> **Task statement**: Every line of the data should be output word for word.

> **Input data**:
//! JSON bodies exchanged with the FwESI remote-control server
//!
//! Field names follow the server's camelCase spelling. Lists that FwESI
//! sometimes leaves out default to empty so a sparse actor still decodes.

use serde::{Deserialize, Serialize};
use serde_json::{Map, Value};
use tracing::trace;

/// One entry of `GET save-files`. Sub saves nest the same shape.
#[derive(Debug, Clone, PartialEq, Serialize, Deserialize)]
#[serde(rename_all = "camelCase")]
pub struct SaveFileDto {
    pub scenario_id: i64,
    pub scenario_name: String,
    pub category_name: String,
    pub absolute_path: String,
    #[serde(default)]
    pub sub_saves: Vec<SaveFileDto>,
}

/// Body of `GET save-files/active`
#[derive(Debug, Clone, PartialEq, Serialize, Deserialize)]
#[serde(rename_all = "camelCase")]
pub struct ActiveSaveDto {
    pub scenario_id: i64,
    pub scenario_name: String,
}

/// Body of `GET operatoractors`
#[derive(Debug, Clone, PartialEq, Serialize, Deserialize)]
#[serde(rename_all = "camelCase")]
pub struct OperatorActorListDto {
    #[serde(default)]
    pub operator_actors: Vec<OperatorActorDto>,
}

#[derive(Debug, Clone, PartialEq, Serialize, Deserialize)]
#[serde(rename_all = "camelCase")]
pub struct OperatorActorDto {
    pub name: String,
    pub id: i64,
    pub is_visible: bool,
    #[serde(rename = "type")]
    pub actor_type: String,
    #[serde(default)]
    pub properties: Vec<PropertyDto>,
    /// Shape is not documented by FwESI, kept as raw objects
    #[serde(default)]
    pub property_arrays: Vec<Map<String, Value>>,
    #[serde(default)]
    pub property_enums: Vec<PropertyEnumDto>,
    #[serde(default)]
    pub actions: Vec<ActionDto>,
}

/// A scalar parameter on an actor. `value` is always transmitted as text and
/// interpreted according to `type` (`bool`, `string`, `int` or `float`).
#[derive(Debug, Clone, PartialEq, Serialize, Deserialize)]
#[serde(rename_all = "camelCase")]
pub struct PropertyDto {
    pub display_name: String,
    pub name: String,
    #[serde(rename = "type")]
    pub value_type: String,
    pub value: String,
    #[serde(default)]
    pub min_value: i64,
    #[serde(default)]
    pub max_value: i64,
    #[serde(default)]
    pub step_size: i64,
}

#[derive(Debug, Clone, PartialEq, Eq, Hash, Serialize, Deserialize)]
#[serde(rename_all = "camelCase")]
pub struct EnumFieldDto {
    pub enum_field_id: i64,
    pub enum_field_value: String,
}

#[derive(Debug, Clone, PartialEq, Serialize, Deserialize)]
#[serde(rename_all = "camelCase")]
pub struct PropertyEnumDto {
    pub name: String,
    #[serde(rename = "type")]
    pub enum_type: String,
    pub display_name: String,
    #[serde(default)]
    pub all_values: Vec<EnumFieldDto>,
    pub current_value: EnumFieldDto,
}

#[derive(Debug, Clone, PartialEq, Serialize, Deserialize)]
#[serde(rename_all = "camelCase")]
pub struct ActionDto {
    pub name: String,
    pub display_name: String,
    pub button_name: String,
}

/// Server reply to a PUT, e.g. `{"answer": "actor has been updated"}`
#[derive(Debug, Clone, PartialEq, Serialize, Deserialize)]
pub struct ServerAnswer {
    pub answer: String,
}

impl ServerAnswer {
    /// Decode a PUT reply. Anything not shaped like `{"answer": "..."}` is `None`.
    pub fn from_reply(reply: &Value) -> Option<Self> {
        match Self::deserialize(reply) {
            Ok(answer) => Some(answer),
            Err(e) => {
                trace!("Reply {} is not a server answer: {}", reply, e);
                None
            }
        }
    }

    pub fn is(&self, expected: &str) -> bool {
        self.answer == expected
    }
}

/// Body of `PUT save-files`
#[derive(Debug, Clone, PartialEq, Serialize, Deserialize)]
#[serde(rename_all = "camelCase")]
pub struct SaveLoadRequest {
    pub absolute_path: String,
}

/// Body of `PUT operatoractors`. Only the changed parts are present.
#[derive(Debug, Clone, Default, PartialEq, Serialize, Deserialize)]
#[serde(rename_all = "camelCase")]
pub struct ActorUpdate {
    pub id: i64,
    #[serde(default, skip_serializing_if = "Option::is_none")]
    pub is_visible: Option<bool>,
    #[serde(default, skip_serializing_if = "Vec::is_empty")]
    pub properties: Vec<PropertyUpdate>,
    #[serde(default, skip_serializing_if = "Vec::is_empty")]
    pub property_enums: Vec<PropertyEnumUpdate>,
    #[serde(default, skip_serializing_if = "Vec::is_empty")]
    pub actions: Vec<ActionTrigger>,
}

impl ActorUpdate {
    /// True when the update carries nothing besides the actor id
    pub fn is_empty(&self) -> bool {
        self.is_visible.is_none()
            && self.properties.is_empty()
            && self.property_enums.is_empty()
            && self.actions.is_empty()
    }
}

#[derive(Debug, Clone, PartialEq, Serialize, Deserialize)]
pub struct PropertyUpdate {
    pub name: String,
    pub value: String,
}

#[derive(Debug, Clone, PartialEq, Serialize, Deserialize)]
#[serde(rename_all = "camelCase")]
pub struct PropertyEnumUpdate {
    pub name: String,
    pub current_value: EnumFieldDto,
}

#[derive(Debug, Clone, PartialEq, Serialize, Deserialize)]
pub struct ActionTrigger {
    pub name: String,
}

> **Completed task**:
//! JSON bodies exchanged with the FwESI remote-control server
//!
//! Field names follow the server's camelCase spelling. Lists that FwESI
//! sometimes leaves out default to empty so a sparse actor still decodes.

use serde::{Deserialize, Serialize};
use serde_json::{Map, Value};
use tracing::trace;

/// One entry of `GET save-files`. Sub saves nest the same shape.
#[derive(Debug, Clone, PartialEq, Serialize, Deserialize)]
#[serde(rename_all = "camelCase")]
pub struct SaveFileDto {
    pub scenario_id: i64,
    pub scenario_name: String,
    pub category_name: String,
    pub absolute_path: String,
    #[serde(default)]
    pub sub_saves: Vec<SaveFileDto>,
}

/// Body of `GET save-files/active`
#[derive(Debug, Clone, PartialEq, Serialize, Deserialize)]
#[serde(rename_all = "camelCase")]
pub struct ActiveSaveDto {
    pub scenario_id: i64,
    pub scenario_name: String,
}

/// Body of `GET operatoractors`
#[derive(Debug, Clone, PartialEq, Serialize, Deserialize)]
#[serde(rename_all = "camelCase")]
pub struct OperatorActorListDto {
    #[serde(default)]
    pub operator_actors: Vec<OperatorActorDto>,
}

#[derive(Debug, Clone, PartialEq, Serialize, Deserialize)]
#[serde(rename_all = "camelCase")]
pub struct OperatorActorDto {
    pub name: String,
    pub id: i64,
    pub is_visible: bool,
    #[serde(rename = "type")]
    pub actor_type: String,
    #[serde(default)]
    pub properties: Vec<PropertyDto>,
    /// Shape is not documented by FwESI, kept as raw objects
    #[serde(default)]
    pub property_arrays: Vec<Map<String, Value>>,
    #[serde(default)]
    pub property_enums: Vec<PropertyEnumDto>,
    #[serde(default)]
    pub actions: Vec<ActionDto>,
}

/// A scalar parameter on an actor. `value` is always transmitted as text and
/// interpreted according to `type` (`bool`, `string`, `int` or `float`).
#[derive(Debug, Clone, PartialEq, Serialize, Deserialize)]
#[serde(rename_all = "camelCase")]
pub struct PropertyDto {
    pub display_name: String,
    pub name: String,
    #[serde(rename = "type")]
    pub value_type: String,
    pub value: String,
    #[serde(default)]
    pub min_value: i64,
    #[serde(default)]
    pub max_value: i64,
    #[serde(default)]
    pub step_size: i64,
}

#[derive(Debug, Clone, PartialEq, Eq, Hash, Serialize, Deserialize)]
#[serde(rename_all = "camelCase")]
pub struct EnumFieldDto {
    pub enum_field_id: i64,
    pub enum_field_value: String,
}

#[derive(Debug, Clone, PartialEq, Serialize, Deserialize)]
#[serde(rename_all = "camelCase")]
pub struct PropertyEnumDto {
    pub name: String,
    #[serde(rename = "type")]
    pub enum_type: String,
    pub display_name: String,
    #[serde(default)]
    pub all_values: Vec<EnumFieldDto>,
    pub current_value: EnumFieldDto,
}

#[derive(Debug, Clone, PartialEq, Serialize, Deserialize)]
#[serde(rename_all = "camelCase")]
pub struct ActionDto {
    pub name: String,
    pub display_name: String,
    pub button_name: String,
}

/// Server reply to a PUT, e.g. `{"answer": "actor has been updated"}`
#[derive(Debug, Clone, PartialEq, Serialize, Deserialize)]
pub struct ServerAnswer {
    pub answer: String,
}

impl ServerAnswer {
    /// Decode a PUT reply. Anything not shaped like `{"answer": "..."}` is `None`.
    pub fn from_reply(reply: &Value) -> Option<Self> {
        match Self::deserialize(reply) {
            Ok(answer) => Some(answer),
            Err(e) => {
                trace!("Reply {} is not a server answer: {}", reply, e);
                None
            }
        }
    }

    pub fn is(&self, expected: &str) -> bool {
        self.answer == expected
    }
}

/// Body of `PUT save-files`
#[derive(Debug, Clone, PartialEq, Serialize, Deserialize)]
#[serde(rename_all = "camelCase")]
pub struct SaveLoadRequest {
    pub absolute_path: String,
}

/// Body of `PUT operatoractors`. Only the changed parts are present.
#[derive(Debug, Clone, Default, PartialEq, Serialize, Deserialize)]
#[serde(rename_all = "camelCase")]
pub struct ActorUpdate {
    pub id: i64,
    #[serde(default, skip_serializing_if = "Option::is_none")]
    pub is_visible: Option<bool>,
    #[serde(default, skip_serializing_if = "Vec::is_empty")]
    pub properties: Vec<PropertyUpdate>,
    #[serde(default, skip_serializing_if = "Vec::is_empty")]
    pub property_enums: Vec<PropertyEnumUpdate>,
    #[serde(default, skip_serializing_if = "Vec::is_empty")]
    pub actions: Vec<ActionTrigger>,
}

impl ActorUpdate {
    /// True when the update carries nothing besides the actor id
    pub fn is_empty(&self) -> bool {
        self.is_visible.is_none()
            && self.properties.is_empty()
            && self.property_enums.is_empty()
            && self.actions.is_empty()
    }
}

#[derive(Debug, Clone, PartialEq, Serialize, Deserialize)]
pub struct PropertyUpdate {
    pub name: String,
    pub value: String,
}

#[derive(Debug, Clone, PartialEq, Serialize, Deserialize)]
#[serde(rename_all = "camelCase")]
pub struct PropertyEnumUpdate {
    pub name: String,
    pub current_value: EnumFieldDto,
}

#[derive(Debug, Clone, PartialEq, Serialize, Deserialize)]
pub struct ActionTrigger {
    pub name: String,
}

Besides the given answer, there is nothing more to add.